L’envie d’arriver est forte, certes, mais je ressens une envie aussi forte de traîner un peu sur ma planche pour profiter du spectacle grandiose: les avions qui décollent ou atterrissent comme des cygnes à l’aéroport de Genève au loin avec les montagnes du Jura à l’arrière plan, les bateaux qui passent sir l’immense plan d’eau au loin, les remous sur l’eau qui obligent à accélérer subitement si on ne veut pas se faire renverser. Il faut constamment scruter l’eau pour profiter de la moindre vague qui pourrait pousser vers l’avant ou manoeuvrer en toute vitesse pour éviter d’être ralenti.

Et puis, de temps en temps, le bateau course qui vient me rappeler qu’il faut arrêter de se prélasser sur l’eau et qu’il faut bien finir la course un jour. Merci d’ailleurs aux équipes de sécurité qui ont bien veillé au grain et étaient toujours là pour motiver les retardataires.

Enfin, la ligne d’arrivée est en vue. Encore un petit effort mon petit Joseph. Il ne reste plus qu’à contourner la bouée rouge devant la ligne d’arrivée devant le Tropical Centre avant de couper la ligne debout sur sa planche (sous peine de disqualification!). Pas le moment de tomber.

Ouf! Ca y est. C’est fait. Hallelujah! La ligne d’arrivée est coupée. Un peu fatigué mais tout va bien et quelle sensation de satisfaction. Une bonne bière fraîche (voire deux) nous attend.
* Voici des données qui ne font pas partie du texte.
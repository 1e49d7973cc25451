//! Probabilistic step-by-step attack execution

use rand::Rng;
use redteam_core::config::SimulationConfig;
use redteam_core::domain::{InvalidTransition, Scenario, StepResult};
use tracing::debug;

/// Walks a scenario's steps, rolling each one against fixed thresholds.
///
/// A step succeeds when its draw is strictly above `step_success_threshold`.
/// After a failed step a second draw strictly above
/// `stop_after_failure_threshold` ends the run. The first step always runs.
#[derive(Debug, Clone, Copy, PartialEq)]
pub struct AttackSimulator {
    step_success_threshold: f64,
    stop_after_failure_threshold: f64,
}

impl Default for AttackSimulator {
    fn default() -> Self {
        Self::from_config(&SimulationConfig::default())
    }
}

impl AttackSimulator {
    pub fn new(step_success_threshold: f64, stop_after_failure_threshold: f64) -> Self {
        Self {
            step_success_threshold,
            stop_after_failure_threshold,
        }
    }

    pub fn from_config(config: &SimulationConfig) -> Self {
        Self::new(
            config.step_success_threshold,
            config.stop_after_failure_threshold,
        )
    }

    /// Roll every step of `steps` until the run ends
    pub fn run<R: Rng + ?Sized>(&self, steps: &[String], rng: &mut R) -> Vec<StepResult> {
        let mut results = Vec::with_capacity(steps.len());

        for (index, description) in steps.iter().enumerate() {
            let success = rng.random::<f64>() > self.step_success_threshold;
            results.push(StepResult::new(index + 1, description.as_str(), success));

            // Complexity plays no part in either draw
            if !success && rng.random::<f64>() > self.stop_after_failure_threshold {
                break;
            }
        }

        results
    }

    /// Simulate `scenario` in place and mark it simulated
    pub fn simulate<R: Rng + ?Sized>(
        &self,
        scenario: &mut Scenario,
        rng: &mut R,
    ) -> Result<(), InvalidTransition> {
        let results = self.run(&scenario.plan.steps, rng);
        debug!(
            scenario_id = %scenario.id,
            planned = scenario.plan.steps.len(),
            executed = results.len(),
            succeeded = results.iter().filter(|r| r.success).count(),
            "Scenario simulated"
        );
        scenario.record_simulation(results)
    }
}

#[cfg(test)]
mod tests {
    use super::*;
    use rand::SeedableRng;
    use rand::rngs::StdRng;
    use redteam_core::domain::{
        AttackPlan, AttackerProfile, Complexity, ScenarioStatus, Target,
    };

    fn steps(n: usize) -> Vec<String> {
        (1..=n).map(|i| format!("Step {}", i)).collect()
    }

    fn scenario(n: usize) -> Scenario {
        let target = Target::from_value(serde_json::json!({ "mmsi": "123" })).unwrap();
        Scenario::new(
            target,
            Complexity::Medium,
            AttackPlan {
                attack_vector: "AIS spoofing".to_string(),
                steps: steps(n),
                impact: "High".to_string(),
                indicators: vec![],
                attacker_profile: AttackerProfile {
                    resources: "Medium".to_string(),
                    skills: "Advanced".to_string(),
                },
            },
        )
    }

    #[test]
    fn test_all_steps_succeed_when_threshold_is_below_zero() {
        let simulator = AttackSimulator::new(-1.0, 0.5);
        let results = simulator.run(&steps(4), &mut StdRng::seed_from_u64(1));

        assert_eq!(results.len(), 4);
        assert!(results.iter().all(|r| r.success));
        assert_eq!(results[3].step, 4);
        assert_eq!(results[3].details, "Successful execution of step 4");
    }

    #[test]
    fn test_first_failure_stops_when_stop_threshold_is_below_zero() {
        let simulator = AttackSimulator::new(1.0, -1.0);
        let results = simulator.run(&steps(5), &mut StdRng::seed_from_u64(1));

        assert_eq!(results.len(), 1);
        assert!(!results[0].success);
        assert_eq!(results[0].details, "Failed execution of step 1");
    }

    #[test]
    fn test_failures_never_stop_when_stop_threshold_is_one() {
        let simulator = AttackSimulator::new(1.0, 1.0);
        let results = simulator.run(&steps(5), &mut StdRng::seed_from_u64(9));

        assert_eq!(results.len(), 5);
        assert!(results.iter().all(|r| !r.success));
    }

    #[test]
    fn test_no_steps_gives_no_results() {
        let results = AttackSimulator::default().run(&[], &mut StdRng::seed_from_u64(3));
        assert!(results.is_empty());
    }

    #[test]
    fn test_simulate_records_results() {
        let mut scenario = scenario(3);
        AttackSimulator::new(-1.0, 0.5)
            .simulate(&mut scenario, &mut StdRng::seed_from_u64(5))
            .unwrap();

        assert_eq!(scenario.status, ScenarioStatus::Simulated);
        assert_eq!(scenario.steps_executed(), 3);
        assert!(scenario.overall_success);
        assert_eq!(scenario.simulation_results[0].description, "Step 1");
    }

    #[test]
    fn test_same_seed_same_outcome() {
        let simulator = AttackSimulator::default();
        let first = simulator.run(&steps(8), &mut StdRng::seed_from_u64(42));
        let second = simulator.run(&steps(8), &mut StdRng::seed_from_u64(42));
        assert_eq!(first, second);
    }
}
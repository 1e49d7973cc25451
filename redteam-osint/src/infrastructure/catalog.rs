//! Curated critical infrastructure sites

use rand::Rng;
use redteam_core::domain::{Facility, Location};

use super::synthetic::{
    random_security_level, random_size, random_us_coordinates, synthetic_facility,
};
use crate::domain::heuristics::facility_systems;

struct KnownSite {
    id: &'static str,
    name: &'static str,
    facility_type: &'static str,
    city: &'static str,
    state: &'static str,
}

const KNOWN_SITES: [KnownSite; 5] = [
    KnownSite {
        id: "FAC10001",
        name: "Hoover Dam",
        facility_type: "Power Plant",
        city: "Boulder City",
        state: "Nevada",
    },
    KnownSite {
        id: "FAC10002",
        name: "Three Mile Island",
        facility_type: "Power Plant",
        city: "Londonderry Township",
        state: "Pennsylvania",
    },
    KnownSite {
        id: "FAC10003",
        name: "O'Hare International Airport",
        facility_type: "Transportation Hub",
        city: "Chicago",
        state: "Illinois",
    },
    KnownSite {
        id: "FAC10004",
        name: "Raven Rock Mountain Complex",
        facility_type: "Government Facility",
        city: "Liberty Township",
        state: "Pennsylvania",
    },
    KnownSite {
        id: "FAC10005",
        name: "Ashburn Data Center Alley",
        facility_type: "Data Center",
        city: "Ashburn",
        state: "Virginia",
    },
];

/// The known US sites, enriched with random size, security level and
/// coordinates, followed by synthetic sites until `limit` is reached.
///
/// Known sites are always included, so the result may exceed `limit`.
pub fn curated_facilities<R: Rng + ?Sized>(
    rng: &mut R,
    country: &str,
    limit: usize,
) -> Vec<Facility> {
    let mut facilities: Vec<Facility> = KNOWN_SITES
        .iter()
        .map(|site| Facility {
            id: site.id.to_string(),
            name: site.name.to_string(),
            facility_type: site.facility_type.to_string(),
            size: random_size(rng),
            security_level: random_security_level(rng),
            systems: facility_systems(site.facility_type, true),
            location: Location {
                city: site.city.to_string(),
                state: site.state.to_string(),
                country: "US".to_string(),
                coordinates: random_us_coordinates(rng),
            },
        })
        .collect();

    while facilities.len() < limit {
        facilities.push(synthetic_facility(rng, country));
    }
    facilities
}
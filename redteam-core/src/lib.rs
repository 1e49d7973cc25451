//! Red Team Core - foundation crate for the red team simulator
//!
//! This crate provides the pieces every other crate in the workspace depends on:
//!
//! # Modules
//!
//! - [`config`]: Strongly-typed configuration with TOML and environment variable support
//! - [`domain`]: Targets, scenarios, step results and analysis records
//! - [`logging`]: Structured logging with tracing
//!
//! # Architecture
//!
//! ```text
//! redteam-core/
//! ├── domain/
//! │   ├── target/     # Vessels, facilities, the Target enum
//! │   ├── scenario/   # Scenario entity, attack plans, step results
//! │   └── analysis/   # System details, vulnerability analysis, history reports
//! ├── config/         # Configuration management and validation
//! └── logging.rs      # tracing-subscriber setup
//! ```
//!
//! # Configuration
//!
//! Load configuration from files and environment:
//!
//! ```rust,ignore
//! use redteam_core::Config;
//!
//! let config = Config::load()?;
//! ```
//!
//! Environment variables use the `REDTEAM__` prefix with double underscore separators:
//!
//! ```bash
//! REDTEAM__SERVER__PORT=8080
//! REDTEAM__LLM__PROVIDER=anthropic
//! REDTEAM__SIMULATION__SEED=42
//! ```
//!
//! # Logging
//!
//! ```rust,ignore
//! use redteam_core::init_tracing;
//!
//! init_tracing(&config.logging)?;
//! ```

pub mod config;
pub mod domain;
pub mod logging;

pub use config::Config;
pub use logging::init_tracing;
//! Lenient coercion of model-authored JSON into fixed fields
//!
//! Models rename keys ("Attack Vector", "attack_steps"), nest values in
//! objects, or return prose where a list was requested. Everything here
//! returns `None` rather than failing so callers can substitute placeholders.

use serde_json::{Map, Value};

/// Keys tried, in order, when an object stands in for a single string
const DESCRIPTIVE_KEYS: [&str; 9] = [
    "description",
    "step",
    "action",
    "name",
    "method",
    "summary",
    "text",
    "value",
    "title",
];

/// Lower-case keys with spaces and hyphens folded to underscores
pub fn normalize_keys(map: Map<String, Value>) -> Map<String, Value> {
    map.into_iter()
        .map(|(key, value)| (normalize_key(&key), value))
        .collect()
}

pub fn normalize_key(key: &str) -> String {
    key.trim()
        .to_lowercase()
        .chars()
        .map(|c| if c == ' ' || c == '-' { '_' } else { c })
        .collect()
}

/// First present value among `keys`
pub fn pick<'a>(map: &'a Map<String, Value>, keys: &[&str]) -> Option<&'a Value> {
    keys.iter().find_map(|key| map.get(*key)).filter(|v| !v.is_null())
}

/// Best-effort single line of text from any JSON value
pub fn to_text(value: &Value) -> Option<String> {
    let text = match value {
        Value::Null => return None,
        Value::String(text) => text.trim().to_string(),
        Value::Bool(_) | Value::Number(_) => value.to_string(),
        Value::Array(items) => items
            .iter()
            .filter_map(to_text)
            .collect::<Vec<_>>()
            .join("; "),
        Value::Object(map) => {
            let map = normalize_keys(map.clone());
            match pick(&map, &DESCRIPTIVE_KEYS).and_then(to_text) {
                Some(text) => text,
                None => value.to_string(),
            }
        }
    };

    (!text.is_empty()).then_some(text)
}

/// Best-effort list of strings from any JSON value.
///
/// A multi-line string is split into lines with bullets and numbering removed.
pub fn to_list(value: &Value) -> Option<Vec<String>> {
    let items: Vec<String> = match value {
        Value::Null => return None,
        Value::Array(items) => items.iter().filter_map(to_text).collect(),
        Value::String(text) => text
            .lines()
            .map(strip_bullet)
            .filter(|line| !line.is_empty())
            .map(str::to_string)
            .collect(),
        Value::Object(map) => map.values().filter_map(to_text).collect(),
        other => to_text(other).into_iter().collect(),
    };

    (!items.is_empty()).then_some(items)
}

fn strip_bullet(line: &str) -> &str {
    let line = line.trim();
    let line = line
        .strip_prefix("- ")
        .or_else(|| line.strip_prefix("* "))
        .unwrap_or(line);

    // "1. " / "12) "
    let digits = line.chars().take_while(|c| c.is_ascii_digit()).count();
    if digits > 0 {
        let rest = &line[digits..];
        if let Some(stripped) = rest.strip_prefix(". ").or_else(|| rest.strip_prefix(") ")) {
            return stripped.trim();
        }
    }
    line
}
Après l’effort, le réconfort!

Comme prévu, un temps de 2 heures et 5 minutes n’était pas parmi les plus rapides mais comme disait le grand sage Confucius, “il n’est pas nécessaire d’aller vite. Le tout est de ne pas s’arrêter“. Quelle jolie course. Bravo aux organisateurs, au vainqueur, à tous les autres compétiteurs et à toutes les autres compétitrices. Quelle façon magnifique de découvrir la ville de Genève. Même s’il y a encore beaucoup de voitures, je ne peut qu’être impressionné par la majesté de son Lac, par les plages bondées de monde et les espaces de verdure et de jeu qui permettent aux habitants et aux visiteurs de profiter de la nature.

J’y retournerai avec joie, d’autant plus que maintenant je connais un joli coin “tropical” où je pourrais poser ma planche. Il y a bien d’autres jolis coins autour du lac Léman et bien au-delà en Suisse bien sûr. Il y a aussi d’autres jolies courses dans le programme de l’Alpine Lakes Tours de 2025. https://alpinelakestour.com. Je m’y prépare déjà!
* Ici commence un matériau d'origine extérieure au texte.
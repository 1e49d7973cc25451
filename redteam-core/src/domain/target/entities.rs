//! Target entities

use serde::{Deserialize, Serialize};
use serde_json::Value;
use utoipa::ToSchema;

use super::value_objects::{
    FacilitySize, Location, Position, SecurityLevel, TargetKind, string_or_number,
};

fn unknown() -> String {
    "Unknown".to_string()
}

/// A vessel built from AIS position reports
#[derive(Debug, Clone, PartialEq, Serialize, Deserialize, ToSchema)]
pub struct Vessel {
    /// Maritime Mobile Service Identity
    #[serde(deserialize_with = "string_or_number")]
    pub mmsi: String,
    #[serde(default)]
    pub imo: String,
    #[serde(default)]
    pub vessel_name: String,
    #[serde(default = "unknown")]
    pub vessel_type: String,
    /// Length overall in metres
    #[serde(default)]
    pub length: f64,
    /// Beam in metres
    #[serde(default)]
    pub width: f64,
    #[serde(default)]
    pub position: Position,
    /// Course over ground in degrees
    #[serde(default)]
    pub course: f64,
    /// Speed over ground in knots
    #[serde(default)]
    pub speed: f64,
    #[serde(default = "unknown")]
    pub destination: String,
    #[serde(default)]
    pub systems: Vec<String>,
    #[serde(default)]
    pub security_level: SecurityLevel,
}

/// A critical infrastructure facility
#[derive(Debug, Clone, PartialEq, Serialize, Deserialize, ToSchema)]
pub struct Facility {
    #[serde(deserialize_with = "string_or_number")]
    pub id: String,
    #[serde(default)]
    pub name: String,
    /// e.g. "Power Plant", "Data Center"
    #[serde(default = "unknown", alias = "type")]
    pub facility_type: String,
    #[serde(default)]
    pub size: FacilitySize,
    #[serde(default)]
    pub security_level: SecurityLevel,
    #[serde(default)]
    pub systems: Vec<String>,
    #[serde(default)]
    pub location: Location,
}

/// Anything a scenario can be generated against.
///
/// On the wire the record is flattened next to a `"kind"` discriminator:
///
/// ```json
/// { "kind": "maritime", "mmsi": "366999999", "vessel_type": "Cargo" }
/// ```
#[derive(Debug, Clone, PartialEq, Serialize, Deserialize, ToSchema)]
#[serde(tag = "kind", rename_all = "snake_case")]
pub enum Target {
    Maritime(Vessel),
    Infrastructure(Facility),
}

/// Error raised when a JSON document cannot be read as a [`Target`]
#[derive(Debug, thiserror::Error)]
pub enum TargetParseError {
    #[error("Target must be a JSON object")]
    NotAnObject,

    #[error("Cannot infer target kind: expected a 'kind', 'mmsi', 'imo' or 'id' field")]
    UnknownKind,

    #[error("Invalid target: {0}")]
    Invalid(#[from] serde_json::Error),
}

impl Target {
    /// Read a target from loosely-shaped JSON.
    ///
    /// When `kind` is missing it is inferred: an `mmsi` or `imo` field means
    /// maritime, an `id` field means infrastructure. A vessel still needs its
    /// `mmsi`.
    pub fn from_value(value: Value) -> Result<Self, TargetParseError> {
        let Value::Object(mut object) = value else {
            return Err(TargetParseError::NotAnObject);
        };

        if !object.contains_key("kind") {
            let kind = if object.contains_key("mmsi") || object.contains_key("imo") {
                TargetKind::Maritime
            } else if object.contains_key("id") {
                TargetKind::Infrastructure
            } else {
                return Err(TargetParseError::UnknownKind);
            };
            object.insert("kind".to_string(), Value::String(kind.to_string()));
        }

        Ok(serde_json::from_value(Value::Object(object))?)
    }

    pub fn kind(&self) -> TargetKind {
        match self {
            Self::Maritime(_) => TargetKind::Maritime,
            Self::Infrastructure(_) => TargetKind::Infrastructure,
        }
    }

    /// MMSI for vessels, facility id for facilities
    pub fn identifier(&self) -> &str {
        match self {
            Self::Maritime(vessel) => &vessel.mmsi,
            Self::Infrastructure(facility) => &facility.id,
        }
    }

    /// Human-readable label, falling back to the identifier
    pub fn display_name(&self) -> &str {
        let name = match self {
            Self::Maritime(vessel) => &vessel.vessel_name,
            Self::Infrastructure(facility) => &facility.name,
        };
        if name.is_empty() {
            self.identifier()
        } else {
            name
        }
    }

    pub fn systems(&self) -> &[String] {
        match self {
            Self::Maritime(vessel) => &vessel.systems,
            Self::Infrastructure(facility) => &facility.systems,
        }
    }

    pub fn security_level(&self) -> SecurityLevel {
        match self {
            Self::Maritime(vessel) => vessel.security_level,
            Self::Infrastructure(facility) => facility.security_level,
        }
    }

    /// Whether `id` names this target (MMSI or IMO for vessels, id for facilities)
    pub fn matches_id(&self, id: &str) -> bool {
        match self {
            Self::Maritime(vessel) => vessel.mmsi == id || vessel.imo == id,
            Self::Infrastructure(facility) => facility.id == id,
        }
    }
}

impl From<Vessel> for Target {
    fn from(vessel: Vessel) -> Self {
        Self::Maritime(vessel)
    }
}

impl From<Facility> for Target {
    fn from(facility: Facility) -> Self {
        Self::Infrastructure(facility)
    }
}
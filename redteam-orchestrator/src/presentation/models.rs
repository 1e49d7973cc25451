//! API request and response models

use axum::Json;
use axum::http::StatusCode;
use axum::response::{IntoResponse, Response};
use chrono::{DateTime, Utc};
use redteam_core::domain::{Facility, Target, TargetKind, Vessel};
use redteam_osint::SearchHit;
use serde::{Deserialize, Serialize};
use utoipa::{IntoParams, ToSchema};

use crate::domain::SimulationError;

/// Error body returned by every failing endpoint
#[derive(Debug, Clone, Serialize, Deserialize, ToSchema)]
pub struct ErrorResponse {
    /// Human-readable error message
    #[schema(example = "Target information is required")]
    pub error: String,

    /// Underlying cause, when there is one
    #[serde(skip_serializing_if = "Option::is_none")]
    #[schema(example = "Scenario generation failed: Authentication failed: invalid x-api-key")]
    pub details: Option<String>,
}

/// Health check response
#[derive(Debug, Serialize, Deserialize, ToSchema)]
pub struct HealthResponse {
    #[schema(example = "healthy")]
    pub status: String,

    #[schema(example = "0.3.0")]
    pub version: String,

    pub timestamp: DateTime<Utc>,
}

/// Query for `GET /api/targets`
#[derive(Debug, Default, Deserialize, IntoParams)]
pub struct TargetsQuery {
    /// maritime, infrastructure or all (default)
    #[serde(rename = "type")]
    pub kind: Option<String>,

    /// Records per kind, 10 when omitted; at most `osint.max_listing_limit`
    pub limit: Option<usize>,
}

/// Target listing: one list for a single kind, both lists for `all`
#[derive(Debug, Serialize, ToSchema)]
#[serde(untagged)]
pub enum TargetsResponse {
    Maritime(Vec<Vessel>),
    Infrastructure(Vec<Facility>),
    All {
        maritime: Vec<Vessel>,
        infrastructure: Vec<Facility>,
    },
}

/// Query for `GET /api/search`
#[derive(Debug, Default, Deserialize, IntoParams)]
pub struct SearchQuery {
    /// Case-insensitive text matched against every record field
    pub query: Option<String>,

    /// maritime, infrastructure or all (default)
    #[serde(rename = "type")]
    pub kind: Option<String>,
}

/// One search result
#[derive(Debug, Clone, Serialize, Deserialize, ToSchema)]
pub struct SearchHitDto {
    #[serde(rename = "type")]
    pub kind: TargetKind,
    pub data: Target,
}

impl From<SearchHit> for SearchHitDto {
    fn from(hit: SearchHit) -> Self {
        Self {
            kind: hit.kind,
            data: hit.data,
        }
    }
}

/// Body of `POST /api/simulate`
#[derive(Debug, Clone, Default, Serialize, Deserialize, ToSchema)]
pub struct SimulateRequest {
    /// Vessel or facility record; `kind` is inferred from `mmsi` / `id` when absent
    #[schema(value_type = Object, example = json!({"mmsi": "366999999", "vessel_type": "Cargo"}))]
    pub target: Option<serde_json::Value>,

    /// low, medium, high or critical
    #[schema(example = "high")]
    pub complexity: Option<String>,
}

/// Result of `POST /api/history/export`
#[derive(Debug, Clone, Serialize, Deserialize, ToSchema)]
pub struct ExportResponse {
    pub path: String,
    pub scenarios: usize,
}

/// Failure of an API handler, rendered as an [`ErrorResponse`]
#[derive(Debug)]
pub enum ApiError {
    BadRequest {
        error: String,
        details: Option<String>,
    },
    NotFound(String),
    Internal {
        error: String,
        details: String,
    },
}

impl ApiError {
    pub fn bad_request(error: impl Into<String>) -> Self {
        Self::BadRequest {
            error: error.into(),
            details: None,
        }
    }

    pub fn invalid(error: impl Into<String>, details: impl ToString) -> Self {
        Self::BadRequest {
            error: error.into(),
            details: Some(details.to_string()),
        }
    }

    /// Empty history maps to 404, anything else to 500 under `context`
    pub fn from_simulation(context: &str, err: SimulationError) -> Self {
        if err.is_empty_history() {
            Self::NotFound(err.to_string())
        } else {
            Self::Internal {
                error: context.to_string(),
                details: err.to_string(),
            }
        }
    }

    pub fn status(&self) -> StatusCode {
        match self {
            Self::BadRequest { .. } => StatusCode::BAD_REQUEST,
            Self::NotFound(_) => StatusCode::NOT_FOUND,
            Self::Internal { .. } => StatusCode::INTERNAL_SERVER_ERROR,
        }
    }
}

impl IntoResponse for ApiError {
    fn into_response(self) -> Response {
        let status = self.status();
        let body = match self {
            Self::BadRequest { error, details } => ErrorResponse { error, details },
            Self::NotFound(error) => ErrorResponse {
                error,
                details: None,
            },
            Self::Internal { error, details } => {
                tracing::error!(status = %status, error = %error, details = %details, "Request failed");
                ErrorResponse {
                    error,
                    details: Some(details),
                }
            }
        };

        (status, Json(body)).into_response()
    }
}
Si vous souhaitez pratiquer le stand Up Paddle en lac ou en mer, voici les règles de sécurité de base que j’applique:

  1. Utilisez un leash et portez un gilet de sauvetage
  2. Vérifiez toujours le matériel avant de sortir
  3. Portez les vêtements adaptés (casquette, lunettes de soleil, combi, chaussures adaptées,..)
  4. Vérifier la météo avant de sortir. Le vent est l’ennemi du SUPer. Ne sortez pas si le vent souffle de la plage vers l’eau.
  5. Sortez à plusieurs
  6. Dites à quelqu’un que vous sortez si vous partez seul
  7. Amenez suffisamment d’eau et quelque chose à manger
  8. Respectez les autres présent sur l’eau et soyez vigilants toujours
  9. N’oubliez pas la crème solaire, même par temps nuageux
  10. Restez humbles. La nature est plus forte toujours.

Happy paddle! Enjoy.

Salutations à tous mes ami(e)s suisses. Vous avez certainement un très joli pays.

Et n’oublions pas le célèbre jet d’eau de Genève. Quel spectacle!